In case you want to experiment with my main post-processing step without having to scroll through my mess of a source code document, here's a tool to help you use it here!

**Scroll to the bottom to get started on generation!**

In [39]:
import nltk
nltk.download('punkt_tab')
nltk.download('averaged_perceptron_tagger_eng')

def get_parts_of_speech_nltk(sentence):
  words = nltk.word_tokenize(sentence)
  pos_tags = nltk.pos_tag(words)
  return pos_tags


def format_pos(pos_list):
  #Creating an empty dictionary with keys for parts of speech
  my_dict = {
      "subjects": [],
      "objects": [],
      "verbs": [],
      "adjectives": [],
      "adverbs": [],
      "others": []
  }

  #Declaring lists for the nltk tags
  nouns = ["NN", "NNS", "NNP", "NNPS"]
  verbs = ["VB", "VBD", "VBG", "VBN", "VBP", "VBZ"]
  adjectives = ["JJ", "JJR", "JJS"]
  adverbs = ["RB", "RBR", "RBS"]
  pronouns = ["PRP", "PRP$", "WP", "WP$"]
  prepositions = ["IN"]

  #Now we iterate through and add to the dictionary!
  for item in pos_list:
    if item[1] in nouns:
      if my_dict["subjects"] == []:
        my_dict["subjects"].append(item[0])
      else:
        my_dict["objects"].append(item[0])
    elif item[1] in verbs:
      my_dict["verbs"].append(item[0])
    elif item[1] in adjectives:
      my_dict["adjectives"].append(item[0])
    elif item[1] in adverbs:
      my_dict["adverbs"].append(item[0])
    else:
      my_dict["others"].append(item[0])

  return my_dict

def build_translation_guide(english_text, pos_dict):
  subjects = pos_dict["subjects"][0]
  objects = ""
  verbs = ""
  adjectives = ""
  adverbs = ""
  others = ""

  for obj in pos_dict["objects"]:
    objects += obj + ", "
  for verb in pos_dict["verbs"]:
    verbs += verb + ", "
  for adj in pos_dict["adjectives"]:
    adjectives += adj + ", "
  for adv in pos_dict["adverbs"]:
    adverbs += adv + ", "
  for other in pos_dict["others"]:
    others += other + ", "


  print("--------------------------------------")
  print("English text: " + english_text)
  print("Subjects: " + subjects)
  print("Objects: " + objects)
  print("Verbs: " + verbs)
  print("Adjectives: " + adjectives)
  print("Adverbs: " + adverbs)
  print("Other words: " + others)
  print("--------------------------------------")

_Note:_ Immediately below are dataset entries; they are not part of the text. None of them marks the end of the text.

//! Bearer-token authentication for API endpoints.
//!
//! Tokens are HS256 JWTs carrying the subject, tenant id, and roles. The
//! middleware verifies the token and inserts the claims as a request
//! extension for handlers to consume.

use axum::extract::{Request, State};
use axum::http::header::AUTHORIZATION;
use axum::middleware::Next;
use axum::response::Response;
use chrono::Utc;
use jsonwebtoken::{decode, encode, Algorithm, DecodingKey, EncodingKey, Header, Validation};
use serde::{Deserialize, Serialize};
use uuid::Uuid;

use crate::error::WebhookError;
use crate::router::AppState;

/// JWT claims for API access tokens.
///
/// - `sub`: subject (user or service account id)
/// - `tid`: tenant id for multi-tenant isolation
/// - `roles`: role names for authorization
#[derive(Debug, Clone, Serialize, Deserialize)]
pub struct JwtClaims {
    pub sub: String,
    pub tid: Option<Uuid>,
    #[serde(default)]
    pub roles: Vec<String>,
    pub exp: i64,
    pub iat: i64,
}

impl JwtClaims {
    pub fn new(sub: impl Into<String>, tenant_id: Uuid) -> Self {
        let now = Utc::now().timestamp();
        Self {
            sub: sub.into(),
            tid: Some(tenant_id),
            roles: Vec::new(),
            exp: now + 3600,
            iat: now,
        }
    }

    pub fn with_roles(mut self, roles: Vec<String>) -> Self {
        self.roles = roles;
        self
    }

    pub fn has_role(&self, role: &str) -> bool {
        self.roles.iter().any(|r| r == role)
    }

    /// Tenant id for the request, or 403 when the token has none.
    pub fn tenant_id(&self) -> Result<Uuid, WebhookError> {
        self.tid.ok_or(WebhookError::Forbidden)
    }
}

/// Encode claims into a signed HS256 token.
pub fn encode_token(claims: &JwtClaims, secret: &str) -> Result<String, WebhookError> {
    encode(
        &Header::new(Algorithm::HS256),
        claims,
        &EncodingKey::from_secret(secret.as_bytes()),
    )
    .map_err(|e| WebhookError::Internal(format!("Token encoding failed: {e}")))
}

/// Decode and verify an HS256 token.
pub fn decode_token(token: &str, secret: &str) -> Result<JwtClaims, WebhookError> {
    let validation = Validation::new(Algorithm::HS256);
    decode::<JwtClaims>(
        token,
        &DecodingKey::from_secret(secret.as_bytes()),
        &validation,
    )
    .map(|data| data.claims)
    .map_err(|_| WebhookError::Unauthorized)
}

/// Middleware verifying the `Authorization: Bearer <token>` header.
///
/// On success the verified [`JwtClaims`] are inserted as a request extension.
pub async fn auth_middleware(
    State(state): State<AppState>,
    mut request: Request,
    next: Next,
) -> Result<Response, WebhookError> {
    let token = request
        .headers()
        .get(AUTHORIZATION)
        .and_then(|v| v.to_str().ok())
        .and_then(|v| v.strip_prefix("Bearer "))
        .ok_or(WebhookError::Unauthorized)?;

    let claims = decode_token(token, &state.config.jwt_secret)?;

    request.extensions_mut().insert(claims);
    Ok(next.run(request).await)
}
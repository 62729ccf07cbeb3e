//! Integration management and sync triggering.
//!
//! A sync run moves the integration into SYNCING (rejecting concurrent
//! triggers with a conflict), fires `integration.sync.started`, executes the
//! connector import in the background, then fires
//! `integration.sync.completed` and releases the SYNCING state.

use sqlx::PgPool;
use uuid::Uuid;

use crate::error::WebhookError;
use crate::models::{CreateIntegrationRequest, IntegrationResponse, SyncRunResponse, WebhookEvent, WebhookEventType};
use crate::services::DeliveryService;
use crate::store::{CreateIntegration, Integration, IntegrationSyncRun, SyncStats};

/// Service for integration CRUD and sync runs.
#[derive(Clone)]
pub struct IntegrationService {
    pool: PgPool,
    delivery: DeliveryService,
}

impl IntegrationService {
    pub fn new(pool: PgPool, delivery: DeliveryService) -> Self {
        Self { pool, delivery }
    }

    pub async fn create(
        &self,
        tenant_id: Uuid,
        request: CreateIntegrationRequest,
    ) -> Result<IntegrationResponse, WebhookError> {
        let integration = Integration::create(
            &self.pool,
            CreateIntegration {
                tenant_id,
                name: request.name,
                kind: request.kind,
            },
        )
        .await?;

        Ok(to_response(integration))
    }

    pub async fn get(
        &self,
        tenant_id: Uuid,
        id: Uuid,
    ) -> Result<IntegrationResponse, WebhookError> {
        let integration = Integration::find_by_id(&self.pool, tenant_id, id)
            .await?
            .ok_or(WebhookError::IntegrationNotFound)?;
        Ok(to_response(integration))
    }

    pub async fn list(&self, tenant_id: Uuid) -> Result<Vec<IntegrationResponse>, WebhookError> {
        let integrations = Integration::list_by_tenant(&self.pool, tenant_id).await?;
        Ok(integrations.into_iter().map(to_response).collect())
    }

    /// Trigger a sync run.
    ///
    /// Returns 409 when a run is already in progress. On success the run
    /// executes in a background task; the response carries the RUNNING run.
    pub async fn trigger_sync(
        &self,
        tenant_id: Uuid,
        id: Uuid,
    ) -> Result<SyncRunResponse, WebhookError> {
        // Distinguish "no such integration" from "busy".
        Integration::find_by_id(&self.pool, tenant_id, id)
            .await?
            .ok_or(WebhookError::IntegrationNotFound)?;

        let integration = Integration::try_begin_sync(&self.pool, tenant_id, id)
            .await?
            .ok_or(WebhookError::SyncInProgress)?;

        let run = IntegrationSyncRun::create(&self.pool, integration.id).await?;

        tracing::info!(
            target: "integration_sync",
            integration_id = %integration.id,
            run_id = %run.id,
            tenant_id = %tenant_id,
            "Sync run started"
        );

        let service = self.clone();
        let run_id = run.id;
        tokio::spawn(async move {
            service.run_sync(integration, run_id).await;
        });

        Ok(to_run_response(run))
    }

    /// Execute a sync run and publish its lifecycle events.
    async fn run_sync(&self, integration: Integration, run_id: Uuid) {
        let started = WebhookEvent::new(
            WebhookEventType::IntegrationSyncStarted,
            integration.tenant_id,
            serde_json::json!({
                "integration_id": integration.id,
                "integration_name": integration.name,
                "run_id": run_id,
            }),
        );
        self.delivery.deliver_event(&started).await;

        // Connector imports run out-of-process and report their counts back;
        // this service owns only the run lifecycle.
        let stats = SyncStats::default();
        let success = true;

        if let Err(e) = IntegrationSyncRun::complete(&self.pool, run_id, success, stats).await {
            tracing::error!(
                target: "integration_sync",
                run_id = %run_id,
                error = %e,
                "Failed to finalize sync run"
            );
        }
        if let Err(e) = Integration::complete_sync(&self.pool, integration.id, success).await {
            tracing::error!(
                target: "integration_sync",
                integration_id = %integration.id,
                error = %e,
                "Failed to release syncing state"
            );
        }

        let completed = WebhookEvent::new(
            WebhookEventType::IntegrationSyncCompleted,
            integration.tenant_id,
            serde_json::json!({
                "integration_id": integration.id,
                "integration_name": integration.name,
                "run_id": run_id,
                "records_processed": stats.processed,
                "records_succeeded": stats.succeeded,
                "records_failed": stats.failed,
            }),
        );
        self.delivery.deliver_event(&completed).await;

        tracing::info!(
            target: "integration_sync",
            integration_id = %integration.id,
            run_id = %run_id,
            "Sync run completed"
        );
    }
}

fn to_response(integration: Integration) -> IntegrationResponse {
    IntegrationResponse {
        id: integration.id,
        tenant_id: integration.tenant_id,
        name: integration.name,
        kind: integration.kind,
        status: integration.status,
        last_synced_at: integration.last_synced_at,
        created_at: integration.created_at,
        updated_at: integration.updated_at,
    }
}

fn to_run_response(run: IntegrationSyncRun) -> SyncRunResponse {
    SyncRunResponse {
        id: run.id,
        integration_id: run.integration_id,
        status: run.status,
        records_processed: run.records_processed,
        records_succeeded: run.records_succeeded,
        records_failed: run.records_failed,
        started_at: run.started_at,
        completed_at: run.completed_at,
    }
}
#[tokio::test]
async fn test_claim_due_increments_attempt_and_leases() {
    let pool = setup_pool().await;
    let tenant_id = Uuid::new_v4();
    let server = MockServer::start().await;
    Mock::given(method("POST"))
        .respond_with(CaptureResponder::with_status(500))
        .mount(&server)
        .await;

    let sub = create_subscription(&pool, tenant_id, &server.uri(), RetryPolicy::default()).await;
    delivery_service(&pool).deliver_event(&asset_created(tenant_id)).await;

    let delivery = latest_delivery(&pool, tenant_id, sub.id).await;
    // Force the retry due now.
    WebhookDelivery::mark_retrying(
        &pool,
        delivery.id,
        Some(500),
        None,
        Utc::now() - Duration::seconds(5),
    )
    .await
    .expect("reschedule");

    let claimed = WebhookDelivery::claim_due(&pool, 10).await.expect("claim");
    let claimed_row = claimed
        .iter()
        .find(|d| d.id == delivery.id)
        .expect("our delivery claimed");

    // Attempt counter persisted before the attempt runs.
    assert_eq!(claimed_row.attempt_number, 2);
    // Lease pushes next_retry_at into the future, hiding it from other sweeps.
    assert!(claimed_row.next_retry_at.expect("lease set") > Utc::now());

    let reclaimed = WebhookDelivery::claim_due(&pool, 10).await.expect("claim");
    assert!(!reclaimed.iter().any(|d| d.id == delivery.id));
}

#[tokio::test]
async fn test_retry_succeeds_after_endpoint_recovers() {
    let pool = setup_pool().await;
    let tenant_id = Uuid::new_v4();
    let server = MockServer::start().await;
    let flaky = FlakyResponder::new(1, 500);
    Mock::given(method("POST"))
        .respond_with(flaky.clone())
        .mount(&server)
        .await;

    let sub = create_subscription(&pool, tenant_id, &server.uri(), RetryPolicy::default()).await;
    let service = delivery_service(&pool);
    service.deliver_event(&asset_created(tenant_id)).await;

    let delivery = latest_delivery(&pool, tenant_id, sub.id).await;
    assert_eq!(delivery.status, "RETRYING");

    WebhookDelivery::mark_retrying(
        &pool,
        delivery.id,
        Some(500),
        None,
        Utc::now() - Duration::seconds(5),
    )
    .await
    .expect("reschedule");

    let claimed = WebhookDelivery::claim_due(&pool, 10).await.expect("claim");
    let claimed_row = claimed
        .iter()
        .find(|d| d.id == delivery.id)
        .expect("claimed");
    service.process_due(claimed_row).await;

    let delivery = latest_delivery(&pool, tenant_id, sub.id).await;
    assert_eq!(delivery.status, "DELIVERED");
    assert_eq!(delivery.attempt_number, 2);
    assert_eq!(flaky.request_count(), 2);
}

#[tokio::test]
async fn test_retry_for_deleted_webhook_finalizes_as_failed() {
    let pool = setup_pool().await;
    let tenant_id = Uuid::new_v4();
    let server = MockServer::start().await;
    Mock::given(method("POST"))
        .respond_with(CaptureResponder::with_status(500))
        .mount(&server)
        .await;

    let sub = create_subscription(&pool, tenant_id, &server.uri(), RetryPolicy::default()).await;
    let service = delivery_service(&pool);
    service.deliver_event(&asset_created(tenant_id)).await;

    let delivery = latest_delivery(&pool, tenant_id, sub.id).await;
    WebhookDelivery::mark_retrying(
        &pool,
        delivery.id,
        Some(500),
        None,
        Utc::now() - Duration::seconds(5),
    )
    .await
    .expect("reschedule");

    assert!(WebhookSubscription::delete(&pool, tenant_id, sub.id)
        .await
        .expect("delete"));

    let claimed = WebhookDelivery::claim_due(&pool, 10).await.expect("claim");
    let claimed_row = claimed
        .iter()
        .find(|d| d.id == delivery.id)
        .expect("claimed");
    service.process_due(claimed_row).await;

    // History survives deletion, finalized outside the attempt loop.
    let row: WebhookDelivery =
        sqlx::query_as("SELECT * FROM webhook_deliveries WHERE id = $1")
            .bind(delivery.id)
            .fetch_one(&pool)
            .await
            .expect("row persists");
    assert_eq!(row.status, "FAILED");
    assert!(row.response_body.expect("reason recorded").contains("deleted"));
}

#[tokio::test]
async fn test_retry_for_deactivated_webhook_finalizes_as_failed() {
    let pool = setup_pool().await;
    let tenant_id = Uuid::new_v4();
    let server = MockServer::start().await;
    Mock::given(method("POST"))
        .respond_with(CaptureResponder::with_status(500))
        .mount(&server)
        .await;

    let sub = create_subscription(&pool, tenant_id, &server.uri(), RetryPolicy::default()).await;
    let service = delivery_service(&pool);
    service.deliver_event(&asset_created(tenant_id)).await;

    let delivery = latest_delivery(&pool, tenant_id, sub.id).await;
    WebhookDelivery::mark_retrying(
        &pool,
        delivery.id,
        Some(500),
        None,
        Utc::now() - Duration::seconds(5),
    )
    .await
    .expect("reschedule");

    sqlx::query("UPDATE webhooks SET is_active = FALSE WHERE id = $1")
        .bind(sub.id)
        .execute(&pool)
        .await
        .expect("deactivate");

    let claimed = WebhookDelivery::claim_due(&pool, 10).await.expect("claim");
    let claimed_row = claimed
        .iter()
        .find(|d| d.id == delivery.id)
        .expect("claimed");
    service.process_due(claimed_row).await;

    let delivery = latest_delivery(&pool, tenant_id, sub.id).await;
    assert_eq!(delivery.status, "FAILED");
}

#[tokio::test]
async fn test_fanout_isolates_failing_endpoint() {
    let pool = setup_pool().await;
    let tenant_id = Uuid::new_v4();

    let good_server = MockServer::start().await;
    Mock::given(method("POST"))
        .respond_with(CaptureResponder::new())
        .mount(&good_server)
        .await;
    let bad_server = MockServer::start().await;
    Mock::given(method("POST"))
        .respond_with(CaptureResponder::with_status(500))
        .mount(&bad_server)
        .await;

    let good =
        create_subscription(&pool, tenant_id, &good_server.uri(), RetryPolicy::default()).await;
    let bad =
        create_subscription(&pool, tenant_id, &bad_server.uri(), RetryPolicy::default()).await;

    delivery_service(&pool).deliver_event(&asset_created(tenant_id)).await;

    assert_eq!(latest_delivery(&pool, tenant_id, good.id).await.status, "DELIVERED");
    assert_eq!(latest_delivery(&pool, tenant_id, bad.id).await.status, "RETRYING");
}
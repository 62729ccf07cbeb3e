//! Persistence layer: one model per file, CRUD as associated functions.

pub mod delivery;
pub mod integration;
pub mod subscription;

pub use delivery::{CreateWebhookDelivery, WebhookDelivery};
pub use integration::{CreateIntegration, Integration, IntegrationSyncRun, SyncStats};
pub use subscription::{CreateWebhookSubscription, UpdateWebhookSubscription, WebhookSubscription};
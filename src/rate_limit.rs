//! Sliding-window rate limiting for API endpoints.
//!
//! Tracks request timestamps per caller in memory. A request is allowed when
//! fewer than `max_requests` landed inside the trailing window; otherwise the
//! caller receives 429 with a `Retry-After` hint.

use std::collections::{HashMap, VecDeque};
use std::sync::{Arc, Mutex};
use std::time::{Duration, Instant};

use axum::extract::{Request, State};
use axum::middleware::Next;
use axum::response::Response;

use crate::auth::JwtClaims;
use crate::error::WebhookError;
use crate::router::AppState;

/// Default budget: 1000 requests per 60-second window.
pub const DEFAULT_MAX_REQUESTS: usize = 1000;
pub const DEFAULT_WINDOW: Duration = Duration::from_secs(60);

/// How often the background task drops idle caller entries.
pub const PRUNE_INTERVAL: Duration = Duration::from_secs(300);

/// In-memory sliding-window limiter keyed by caller identity.
pub struct SlidingWindowLimiter {
    max_requests: usize,
    window: Duration,
    requests: Mutex<HashMap<String, VecDeque<Instant>>>,
}

impl Default for SlidingWindowLimiter {
    fn default() -> Self {
        Self::new(DEFAULT_MAX_REQUESTS, DEFAULT_WINDOW)
    }
}

impl SlidingWindowLimiter {
    pub fn new(max_requests: usize, window: Duration) -> Self {
        Self {
            max_requests,
            window,
            requests: Mutex::new(HashMap::new()),
        }
    }

    /// Record a request for `key`, or reject it with the seconds until the
    /// oldest in-window request expires.
    pub fn check(&self, key: &str) -> Result<(), u64> {
        self.check_at(key, Instant::now())
    }

    fn check_at(&self, key: &str, now: Instant) -> Result<(), u64> {
        let mut requests = match self.requests.lock() {
            Ok(guard) => guard,
            // A panic mid-update leaves at most one stale entry; keep going.
            Err(poisoned) => poisoned.into_inner(),
        };

        let timestamps = requests.entry(key.to_string()).or_default();

        // Drop entries that slid out of the window.
        while let Some(front) = timestamps.front() {
            if now.duration_since(*front) >= self.window {
                timestamps.pop_front();
            } else {
                break;
            }
        }

        if timestamps.len() >= self.max_requests {
            let oldest = timestamps
                .front()
                .copied()
                .unwrap_or(now);
            let elapsed = now.duration_since(oldest);
            let retry_after = self.window.saturating_sub(elapsed).as_secs().max(1);
            return Err(retry_after);
        }

        timestamps.push_back(now);
        Ok(())
    }

    /// Drop keys whose entire history slid out of the window.
    ///
    /// `check` trims per-key timestamps but never removes the key itself, so
    /// identities that stop calling would otherwise accumulate forever.
    pub fn prune(&self) {
        let now = Instant::now();
        if let Ok(mut requests) = self.requests.lock() {
            requests.retain(|_, timestamps| {
                timestamps
                    .back()
                    .is_some_and(|last| now.duration_since(*last) < self.window)
            });
        }
    }

    /// Spawn a background task that prunes idle entries every `every`.
    ///
    /// The returned handle can be aborted at shutdown.
    pub fn spawn_prune_task(self: Arc<Self>, every: Duration) -> tokio::task::JoinHandle<()> {
        tokio::spawn(async move {
            let mut tick = tokio::time::interval(every);
            loop {
                tick.tick().await;
                self.prune();
            }
        })
    }
}

/// Middleware enforcing the per-caller request budget.
///
/// Runs inside the auth layer, so every request that reaches it carries
/// verified claims; the budget is keyed on the token subject.
pub async fn rate_limit_middleware(
    State(state): State<AppState>,
    request: Request,
    next: Next,
) -> Result<Response, WebhookError> {
    let key = request
        .extensions()
        .get::<JwtClaims>()
        .map(|claims| claims.sub.clone())
        .ok_or(WebhookError::Unauthorized)?;

    state
        .rate_limiter
        .check(&key)
        .map_err(|retry_after_secs| WebhookError::RateLimited { retry_after_secs })?;

    Ok(next.run(request).await)
}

def format_translation(english_text):
  pos_dict = format_pos(get_parts_of_speech_nltk(english_text))
  build_translation_guide(english_text, pos_dict)

[nltk_data] Downloading package punkt_tab to /root/nltk_data...
[nltk_data]   Package punkt_tab is already up-to-date!
[nltk_data] Downloading package averaged_perceptron_tagger_eng to
[nltk_data]     /root/nltk_data...
[nltk_data]   Package averaged_perceptron_tagger_eng is already up-to-
[nltk_data]       date!


#Down here!
Replace the placeholder string with an english sentence to get a translation guide! If you want, you can pull text you got from a MT model to replicate the full effect!

In [40]:
your_text = "Rhys after midnight AU went to"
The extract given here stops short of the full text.